While dock leaves are famed for their soothing qualities in neutralising nettle stings, docks are still deemed weeds themselves. If left to mature, dock seeds are produced in abundance and can spread easily. Worse still, dock seeds can survive in soil for up to half a century!

 perennial weeds

Dealing with Perennial Weeds

So, just how do we give these weedy perennials an everlasting burial?

Like most problems in the garden, this is one problem that can be solved by rolling up your sleeves and getting your hands dirty. If you don’t happen to have any sleeves, now's the time to get changed – ‘cos it’s time to roll them up and get in the dirt!

The most effective way to weed out these perennial pains is to go straight to the source and get to the root of the problem… that being the roots. Unfortunately, most perennials weeds have roots that spread deep and wide, so ridding your soil of its outstretched tentacles can be a tough task. Tough but not impossible.

Physically pulling them out is a wise place to start; however, this may not be possible for weeds with brittle or stubborn roots. If yanking doesn’t get the job done, another way to deal with your weedy invader is to give the area a good old-fashioned forking. If available, it’s also a good idea to use a hoe and plough thoroughly.
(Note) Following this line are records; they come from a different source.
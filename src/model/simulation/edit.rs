use particle_core::{EditOp, ForceLaw, ForceLawTable, Particle, PointAttractor, Result, SimError};
use particle_data::ForceLawKind;

use super::Simulation;

fn non_negative(name: &str, value: f64) -> Result<f64> {
    if value.is_finite() && value >= 0.0 {
        Ok(value)
    } else {
        Err(SimError::invalid_config(format!(
            "{name} must be finite and non-negative, got {value}"
        )))
    }
}

impl Simulation {
    /// Applies one matrix edit and returns the editor version it produced.
    ///
    /// Equivalent to calling [`MatrixEditor::apply`](particle_core::MatrixEditor::apply)
    /// on [`Simulation::matrix_handle`]; the next tick sees the result.
    pub fn edit_matrix(&self, op: EditOp) -> Result<u64> {
        let version = self.editor.apply(op)?;
        self.metrics.increment_counter("matrix_edits");
        Ok(version)
    }

    pub fn set_speed(&mut self, speed: f64) -> Result<()> {
        self.config.physics.speed = non_negative("speed", speed)?;
        Ok(())
    }

    /// Friction above 1 is accepted and feeds energy into the system.
    pub fn set_friction(&mut self, friction: f64) -> Result<()> {
        self.config.physics.friction = non_negative("friction", friction)?;
        Ok(())
    }

    pub fn set_repel_radius(&mut self, radius: f64) -> Result<()> {
        self.config.physics.repel_radius = non_negative("repel radius", radius)?;
        Ok(())
    }

    pub fn set_repel_strength(&mut self, strength: f64) -> Result<()> {
        self.config.physics.repel_strength = non_negative("repel strength", strength)?;
        Ok(())
    }

    /// Changes the number of active types. The particle store is rebuilt with
    /// the configured arrangement at the start of the next tick.
    pub fn set_type_count(&mut self, type_count: usize) -> Result<()> {
        let max_types = self.config.world.max_types;
        if type_count == 0 || type_count > max_types {
            return Err(SimError::invalid_config(format!(
                "type count {type_count} outside 1..={max_types}"
            )));
        }
        if type_count != self.config.world.type_count {
            self.config.world.type_count = type_count;
            self.rebuild_pending = true;
        }
        Ok(())
    }

    /// Changes the particle count. Takes effect on the next rebuild, which
    /// runs at the start of the next tick.
    pub fn set_particle_count(&mut self, particle_count: usize) -> Result<()> {
        let max_particles = self.config.world.max_particles;
        if particle_count == 0 || particle_count > max_particles {
            return Err(SimError::invalid_config(format!(
                "particle count {particle_count} outside 1..={max_particles}"
            )));
        }
        if particle_count != self.config.world.particle_count {
            self.config.world.particle_count = particle_count;
            self.rebuild_pending = true;
        }
        Ok(())
    }

    /// Gives one type a fresh instance of `kind`.
    pub fn set_force_law(&mut self, type_id: usize, kind: ForceLawKind) -> Result<()> {
        let law = ForceLaw::from_kind(kind, &mut self.rng);
        self.laws.set(type_id, law)?;
        tracing::debug!(type_id, force_law = %kind, "Force law replaced");
        Ok(())
    }

    /// Gives every type a fresh instance of `kind`.
    pub fn set_force_law_all(&mut self, kind: ForceLawKind) {
        self.laws = ForceLawTable::uniform(kind, self.config.world.max_types, &mut self.rng);
        self.config.physics.force_law = kind;
    }

    /// Sets or clears the point every particle is pulled toward on the
    /// following ticks.
    pub fn set_attractor(&mut self, attractor: Option<PointAttractor>) -> Result<()> {
        if let Some(a) = attractor {
            if !(a.x.is_finite() && a.y.is_finite() && a.strength.is_finite()) {
                return Err(SimError::invalid_config("attractor must be finite"));
            }
        }
        self.attractor = attractor;
        Ok(())
    }

    /// Replaces the particle store with caller-supplied particles, e.g. a
    /// hand-placed scene. Clears any pending rebuild.
    pub fn load_particles(&mut self, particles: Vec<Particle>) -> Result<()> {
        let type_count = self.config.world.type_count;
        if let Some(p) = particles.iter().find(|p| usize::from(p.type_id) >= type_count) {
            return Err(SimError::TypeOutOfRange {
                type_id: usize::from(p.type_id),
                max_types: type_count,
            });
        }
        if particles.iter().any(|p| !p.is_finite()) {
            return Err(SimError::invalid_config("particle state must be finite"));
        }
        self.particles = particles;
        self.rebuild_pending = false;
        Ok(())
    }
}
Outrageous innuendos aside, yanking, forking and hoeing are the holy trinity of removing/destroying most perennial weeds. If the roots aren’t removed entirely, the damage done from the trauma should break up any remains, preventing regeneration. However, it's important to remember that this is a general rule of thumb and each weed may require its own particular approach.

If you still need assistance or aren’t sure how to deal with your particular case of perennial weeds, it may be worth considering chemical warfare in the form of weedkillers; however, if this is the case, it may be easier (and safer) all round to simply call in the experts.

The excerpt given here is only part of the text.